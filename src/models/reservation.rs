use chrono::{DateTime, Utc};
use serde::{Deserialize, Serialize};
use sqlx::FromRow;

use super::schedule::{Schedule, ScheduleSummary};

#[derive(Debug, Clone, FromRow, Serialize, Deserialize)]
pub struct Reservation {
    pub id: i64,
    pub reservation_number: String,
    pub member_id: i64,
    pub schedule_id: i64,
    pub seat_no: i32,
    pub created_at: DateTime<Utc>,
    pub updated_at: DateTime<Utc>,
    pub deleted_at: Option<DateTime<Utc>>,
}

impl Reservation {
    pub fn is_active(&self) -> bool {
        self.deleted_at.is_none()
    }
}

/// Everything the store needs to claim a seat and record the booking in one unit.
#[derive(Debug, Clone)]
pub struct NewReservation {
    pub member_id: i64,
    pub schedule_id: i64,
    pub seat_no: i32,
    pub reservation_number: String,
}

/// What callers of the reservation core get back; also the cached shape.
#[derive(Debug, Clone, PartialEq, Eq, Serialize, Deserialize)]
pub struct ReservationView {
    pub id: i64,
    pub reservation_number: String,
    pub member_id: i64,
    pub schedule: ScheduleSummary,
    pub seat_no: i32,
    pub created_at: DateTime<Utc>,
}

impl ReservationView {
    pub fn new(reservation: &Reservation, schedule: &Schedule) -> Self {
        Self {
            id: reservation.id,
            reservation_number: reservation.reservation_number.clone(),
            member_id: reservation.member_id,
            schedule: ScheduleSummary::from(schedule),
            seat_no: reservation.seat_no,
            created_at: reservation.created_at,
        }
    }
}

• **ABOUT THIS TASK**:
When a line in the data above contains the string "DateTime", copy that line.

• **THE ANSWER**:
use chrono::{DateTime, Utc};
    pub created_at: DateTime<Utc>,
    pub updated_at: DateTime<Utc>,
    pub deleted_at: Option<DateTime<Utc>>,
    pub created_at: DateTime<Utc>,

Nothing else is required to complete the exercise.